Rita Indiana’s Papi was a thought-provoking read. In terms of difficulty, it was one of the ‘lighter’ reads—comparably bigger fonts, very colloquial narration, and manageable length. However, this book made me reflect on my relationship with my father and family in general.
“Papi’s there, around any corner. But you can’t sit down and wait for him cuz that’s a longer and more painful death. It’s better to make other plans, to just stay in your PJs and watch cartoons from six in the morning until midnight, or even go out for a stroll, which is a game Mami made up for herself called if-Papi-wants-you-he-can-come-find-you” (1).
This was such a sad and powerful quote that got me really interested in the book right from the get-go. Being introduced to the character Papi through this context, I had so many initial questions regarding the character—such as “what does this ‘Papi’ do, to not always ‘want’ to be with his daughter?” I even questioned if he was alive or not. However, after getting to know much more about Papi, his unique traits, his unrealistically never-ending list of possessions, and his twisted (?) love life, I realized that he just wasn’t an ordinary—nor a good—father; at least in my opinion. He definitely was portrayed as what Professor Jon described as a “macho man lifted straight from the stereotypes of Latin American and Caribbean pop culture masculinity” (Indiana Lecture, p.1).

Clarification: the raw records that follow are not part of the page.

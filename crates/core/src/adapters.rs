//! External tool adapters
//!
//! The compiler, bundler, shell, test runner and file server are opaque
//! collaborators. Each sits behind a trait taking its typed options and
//! returning a [`ToolOutput`]; the process-backed implementations launch the
//! tools from the workspace's local tools directory.

pub mod bundler;
pub mod compiler;
pub mod process;
pub mod server;
pub mod shell;
pub mod test_runner;

#[cfg(test)]
pub(crate) mod testing;

use std::path::Path;

use async_trait::async_trait;

use crate::configs::tools::{
    BundlerOptions, CompilerOptions, ServerOptions, ShellOptions, TestRunnerOptions,
};
use crate::types::{PipelineError, PipelineResult};

pub use process::ProcessRunner;

/// What an external tool reported when it finished
#[derive(Debug, Clone, Default, PartialEq, Eq)]
pub struct ToolOutput {
    pub success: bool,
    pub code: Option<i32>,
    pub stdout: String,
    pub stderr: String,
}

impl ToolOutput {
    pub fn succeeded() -> Self {
        Self {
            success: true,
            code: Some(0),
            ..Self::default()
        }
    }

    pub fn failed(code: Option<i32>, diagnostics: impl Into<String>) -> Self {
        Self {
            success: false,
            code,
            stdout: String::new(),
            stderr: diagnostics.into(),
        }
    }

    /// Non-empty output lines, stderr first; the exit code when there are none
    pub fn diagnostics(&self) -> Vec<String> {
        let lines: Vec<String> = self
            .stderr
            .lines()
            .chain(self.stdout.lines())
            .map(str::trim_end)
            .filter(|line| !line.trim().is_empty())
            .map(String::from)
            .collect();

        if lines.is_empty() {
            match self.code {
                Some(code) => vec![format!("exited with status {}", code)],
                None => vec!["terminated by signal".to_string()],
            }
        } else {
            lines
        }
    }

    /// Turn a failed run into [`PipelineError::ExternalTool`]
    pub fn into_result(self, tool: &str) -> PipelineResult<Self> {
        if self.success {
            Ok(self)
        } else {
            Err(PipelineError::ExternalTool {
                tool: tool.to_string(),
                diagnostics: self.diagnostics(),
            })
        }
    }
}

#[async_trait(?Send)]
pub trait Compiler {
    async fn compile(&self, options: &CompilerOptions) -> PipelineResult<ToolOutput>;
}

#[async_trait(?Send)]
pub trait Bundler {
    async fn bundle(&self, options: &BundlerOptions) -> PipelineResult<ToolOutput>;
}

#[async_trait(?Send)]
pub trait ShellRunner {
    async fn run(&self, options: &ShellOptions) -> PipelineResult<ToolOutput>;
}

#[async_trait(?Send)]
pub trait TestRunner {
    async fn run(&self, options: &TestRunnerOptions) -> PipelineResult<ToolOutput>;
}

#[async_trait(?Send)]
pub trait Server {
    /// Start serving. Returns once the server is up, or when it exits if `keepalive` is set.
    async fn start(&self, options: &ServerOptions) -> PipelineResult<ToolOutput>;
}

/// The set of adapters a pipeline runs with
pub struct Toolbox {
    pub compiler: Box<dyn Compiler>,
    pub bundler: Box<dyn Bundler>,
    pub shell: Box<dyn ShellRunner>,
    pub test_runner: Box<dyn TestRunner>,
    pub server: Box<dyn Server>,
}

impl Toolbox {
    /// Adapters that launch real processes from `tools_dir`
    pub fn process(root: &Path, tools_dir: &Path) -> Self {
        let runner = ProcessRunner::new(root, tools_dir);
        Self {
            compiler: Box::new(compiler::TscCompiler::new(runner.clone())),
            bundler: Box::new(bundler::RequireJsBundler::new(runner.clone())),
            shell: Box::new(shell::SystemShell::new(runner.clone())),
            test_runner: Box::new(test_runner::KarmaRunner::new(runner.clone())),
            server: Box::new(server::HttpServer::new(runner)),
        }
    }
}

In the lecture, Professor Jon stated, “So that narrator has to come to terms with the loss of someone who was never quite there (for her) in the first place” (p. 1). This got me reflecting on my relationship with my dad. For quick context, I have been separated from my dad since kindergarten, as my mom and I came to Canada for my education and my dad stayed in Korea to work; my parents are still together, but our family just lived separated. Growing up without a ‘father figure’ throughout my daily life while still ‘having a father’, there were many aspects of the narrator that I was able to relate to. However, I was still able to visit my dad when “I” wanted to (a big difference with the narrator), and my dad supported both my mom and I to his best ability. So for me, when I have to “come to terms with the loss of someone who was never quite there [for me]” but still present more or less in my life, I think I will feel a big sense of loss and sorrow (Indiana Lecture, p.1).
Q: I wonder how others felt while reading about the father character (Papi). Did you feel uncomfortable? What sort of emotions did you have towards Papi?